I was listening to a song called Kremlin Dusk, and I had it on repeat for a really long time.  It makes a reference to “The Raven,” and the speaker of the song says that she “was always searching for her Lenore.”  It got me thinking about something.  Maybe, in this really twisted way, her “dream” is to have a perfect lover who dies.  Then the idealized dream is kept.  It’s this trap, this kind of endless desire to have a perfect narrative, instead of a genuine connection with someone.
I talked to a coworker, who is a little more traditional.  I said: “Maybe we should just be grateful for the time we have.  Maybe it’s too much to expect, to have someone for a lifetime.”
Her response: “If a lifetime is too much to ask, then that is an indictment of our society.”
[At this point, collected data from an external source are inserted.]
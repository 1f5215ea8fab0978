#![cfg(test)]

use comms::specs::machine_learning::{InitSpec, LayerSpec, ModuleSpec};
use ndarray::{ArrayD, IxDyn};
use ndarray_rand::{RandomExt, rand_distr::Uniform};
use rand::{SeedableRng, rngs::StdRng, seq::SliceRandom};

use crate::{
    MlErr,
    arch::{ModuleBuilder, Sequential},
};

const EPS: f32 = 1e-2;

fn module(layers: Vec<LayerSpec>, input_shape: Vec<usize>) -> Sequential {
    let spec = ModuleSpec::Sequential {
        name: "test".into(),
        layers,
        input_shape,
        init: InitSpec::Default,
        seed: Some(42),
    };

    ModuleBuilder::new().build(&spec).unwrap()
}

fn uniform(shape: &[usize], rng: &mut StdRng) -> ArrayD<f32> {
    ArrayD::random_using(IxDyn(shape), Uniform::new(-1., 1.).unwrap(), rng)
}

/// `sum(y * r)`, so the gradient with respect to `y` is exactly `r`.
fn weighted_sum(y: &ArrayD<f32>, r: &ArrayD<f32>) -> f64 {
    y.iter().zip(r).map(|(&y, &r)| y as f64 * r as f64).sum()
}

fn assert_close(numeric: f64, analytic: f32, what: &str) {
    let analytic = analytic as f64;
    let tolerance = 1e-2 * analytic.abs().max(1.0);
    assert!(
        (numeric - analytic).abs() <= tolerance,
        "{what}: numeric {numeric} vs analytic {analytic}"
    );
}

/// Parallel reductions may add up in a different order between runs.
fn assert_all_close(a: &[f32], b: &[f32]) {
    assert_eq!(a.len(), b.len());
    for (i, (x, y)) in a.iter().zip(b).enumerate() {
        assert!((x - y).abs() <= 1e-5 * x.abs().max(1.0), "{i}: {x} vs {y}");
    }
}

/// Compares the backward pass against central finite differences.
fn check_gradients(module: &mut Sequential, x: ArrayD<f32>, rng: &mut StdRng) {
    let (y, cache) = module.forward(x.clone()).unwrap();
    let r = uniform(y.shape(), rng);

    let mut grad = vec![0.0; module.size()];
    let dx = module.backward(cache, r.clone(), &mut grad, true).unwrap().unwrap();
    assert_eq!(dx.shape(), x.shape());

    let loss_at = |module: &mut Sequential, x: &ArrayD<f32>| {
        let (y, _) = module.forward(x.clone()).unwrap();
        weighted_sum(&y, &r)
    };

    for i in (0..module.size()).step_by(7) {
        let original = module.params()[i];

        module.params_mut()[i] = original + EPS;
        let plus = loss_at(module, &x);
        module.params_mut()[i] = original - EPS;
        let minus = loss_at(module, &x);
        module.params_mut()[i] = original;

        let numeric = (plus - minus) / (2.0 * EPS as f64);
        assert_close(numeric, grad[i], &format!("param {i}"));
    }

    for i in (0..x.len()).step_by(5) {
        let mut shifted = x.clone();

        shifted.as_slice_mut().unwrap()[i] += EPS;
        let plus = loss_at(module, &shifted);
        shifted.as_slice_mut().unwrap()[i] -= 2.0 * EPS;
        let minus = loss_at(module, &shifted);

        let numeric = (plus - minus) / (2.0 * EPS as f64);
        assert_close(numeric, dx.as_slice().unwrap()[i], &format!("input {i}"));
    }
}

#[test]
fn conv_and_linear_gradients_match_finite_differences() {
    let mut rng = StdRng::seed_from_u64(3);
    let mut module = module(
        vec![
            LayerSpec::conv(2, 3, 3, 2, 1),
            LayerSpec::Flatten,
            LayerSpec::linear(27, 4),
        ],
        vec![2, 5, 5],
    );

    assert_eq!(module.output_shape().unwrap(), [4]);
    let x = uniform(&[3, 2, 5, 5], &mut rng);
    check_gradients(&mut module, x, &mut rng);
}

#[test]
fn rectangular_conv_gradients_match_finite_differences() {
    let mut rng = StdRng::seed_from_u64(5);
    let mut module = module(
        vec![LayerSpec::Conv2d {
            in_channels: 1,
            out_channels: 2,
            kernel: (2, 3),
            stride: (1, 2),
            padding: (0, 1),
        }],
        vec![1, 4, 6],
    );

    assert_eq!(module.output_shape().unwrap(), [2, 3, 3]);
    let x = uniform(&[2, 1, 4, 6], &mut rng);
    check_gradients(&mut module, x, &mut rng);
}

#[test]
fn max_pool_routes_gradients_to_the_window_maximum() {
    let mut rng = StdRng::seed_from_u64(11);
    let mut module = module(vec![LayerSpec::max_pool(3, 2)], vec![2, 7, 7]);
    assert_eq!(module.output_shape().unwrap(), [2, 3, 3]);

    // Distinct values far apart from each other so a perturbation never changes a winner.
    let mut values: Vec<f32> = (0..2 * 2 * 7 * 7).map(|i| i as f32 * 0.1).collect();
    values.shuffle(&mut rng);
    let x = ArrayD::from_shape_vec(IxDyn(&[2, 2, 7, 7]), values).unwrap();

    check_gradients(&mut module, x, &mut rng);
}

#[test]
fn relu_masks_non_positive_outputs() {
    let mut module = module(vec![LayerSpec::Relu], vec![4]);
    let x = ArrayD::from_shape_vec(IxDyn(&[1, 4]), vec![-1.0, 2.0, 0.0, 3.0]).unwrap();

    let (y, cache) = module.forward(x).unwrap();
    assert_eq!(y.as_slice().unwrap(), &[0.0, 2.0, 0.0, 3.0]);

    let d = ArrayD::from_elem(IxDyn(&[1, 4]), 1.0);
    let dx = module.backward(cache, d, &mut [], true).unwrap().unwrap();
    assert_eq!(dx.as_slice().unwrap(), &[0.0, 1.0, 0.0, 1.0]);
}

#[test]
fn dropout_is_the_identity_outside_training() {
    let mut module = module(vec![LayerSpec::Dropout { p: 0.5 }], vec![64]);
    let x = ArrayD::from_elem(IxDyn(&[2, 64]), 1.0);

    let (y, _) = module.forward(x.clone()).unwrap();
    assert!(y.iter().all(|&v| v == 0.0 || v == 2.0));
    assert!(y.iter().any(|&v| v == 0.0));

    module.set_training(false);
    let (y, _) = module.forward(x.clone()).unwrap();
    assert_eq!(y, x);
}

#[test]
fn interleaved_calls_keep_their_own_caches() {
    let mut rng = StdRng::seed_from_u64(17);
    let layers = vec![
        LayerSpec::conv(1, 2, 3, 1, 1),
        LayerSpec::Relu,
        LayerSpec::max_pool(2, 2),
        LayerSpec::Flatten,
        LayerSpec::linear(8, 3),
    ];
    let mut module = module(layers, vec![1, 4, 4]);

    let a = uniform(&[2, 1, 4, 4], &mut rng);
    let b = uniform(&[3, 1, 4, 4], &mut rng);
    let da = uniform(&[2, 3], &mut rng);
    let db = uniform(&[3, 3], &mut rng);

    let expected = |module: &mut Sequential, x: &ArrayD<f32>, d: &ArrayD<f32>| {
        let (_, cache) = module.forward(x.clone()).unwrap();
        let mut grad = vec![0.0; module.size()];
        let dx = module.backward(cache, d.clone(), &mut grad, true).unwrap();
        (grad, dx)
    };
    let (grad_a, dx_a) = expected(&mut module, &a, &da);
    let (grad_b, dx_b) = expected(&mut module, &b, &db);

    let (_, cache_a) = module.forward(a).unwrap();
    let (_, cache_b) = module.forward(b).unwrap();

    let mut grad = vec![0.0; module.size()];
    let dx = module.backward(cache_b, db, &mut grad, true).unwrap();
    assert_all_close(&grad, &grad_b);
    assert_all_close(dx.unwrap().as_slice().unwrap(), dx_b.unwrap().as_slice().unwrap());

    let dx = module.backward(cache_a, da, &mut grad, true).unwrap();
    assert_all_close(&grad, &grad_a);
    assert_all_close(dx.unwrap().as_slice().unwrap(), dx_a.unwrap().as_slice().unwrap());
}

#[test]
fn input_gradient_is_skipped_when_not_needed() {
    let mut module = module(vec![LayerSpec::linear(3, 2)], vec![3]);
    let x = ArrayD::from_elem(IxDyn(&[4, 3]), 0.5);

    let (_, cache) = module.forward(x).unwrap();
    let mut grad = vec![0.0; module.size()];
    let d = ArrayD::from_elem(IxDyn(&[4, 2]), 1.0);

    assert!(module.backward(cache, d, &mut grad, false).unwrap().is_none());
    // Every bias sees the four samples.
    assert_eq!(&grad[6..], &[4.0, 4.0]);
}

#[test]
fn wrong_input_shape_is_rejected() {
    let mut module = module(vec![LayerSpec::conv(3, 4, 3, 1, 1)], vec![3, 8, 8]);
    let x = ArrayD::zeros(IxDyn(&[2, 1, 8, 8]));
    assert!(matches!(
        module.forward(x),
        Err(MlErr::InvalidShape { .. })
    ));
}

#[test]
fn wrong_gradient_length_is_rejected() {
    let mut module = module(vec![LayerSpec::linear(2, 2)], vec![2]);
    let (_, cache) = module.forward(ArrayD::zeros(IxDyn(&[1, 2]))).unwrap();
    let d = ArrayD::zeros(IxDyn(&[1, 2]));
    let err = module.backward(cache, d, &mut [0.0; 3], true);
    assert!(matches!(err, Err(MlErr::SizeMismatch { .. })));
}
And then I thought that maybe it was like this: MAYBE it’s too much to ask to be with someone for a lifetime, but then if you never see them again you do the opposite.  A wedding, in the traditional sense, is love “until death do us part.”  Well, cutting someone else off is like an unspoken pledge: “Until the day I die, I will never see, touch, or interact with you again.”
And I really just wanted to talk to someone, but some people don’t want that.
And if you really care about someone, you will respect their wish.  Also...legally.  You can’t just insist on having a last conversation.
But it’s like you know someone, and then you don’t.  You hold a possibility of a future, and then you don’t.  Maybe for some people, it’s just like pulling off a band-aid.  Or not even that.  Maybe it’s like pulling out a thorn.
I kept looking for something, but I don’t know if it’s here or if it even exists.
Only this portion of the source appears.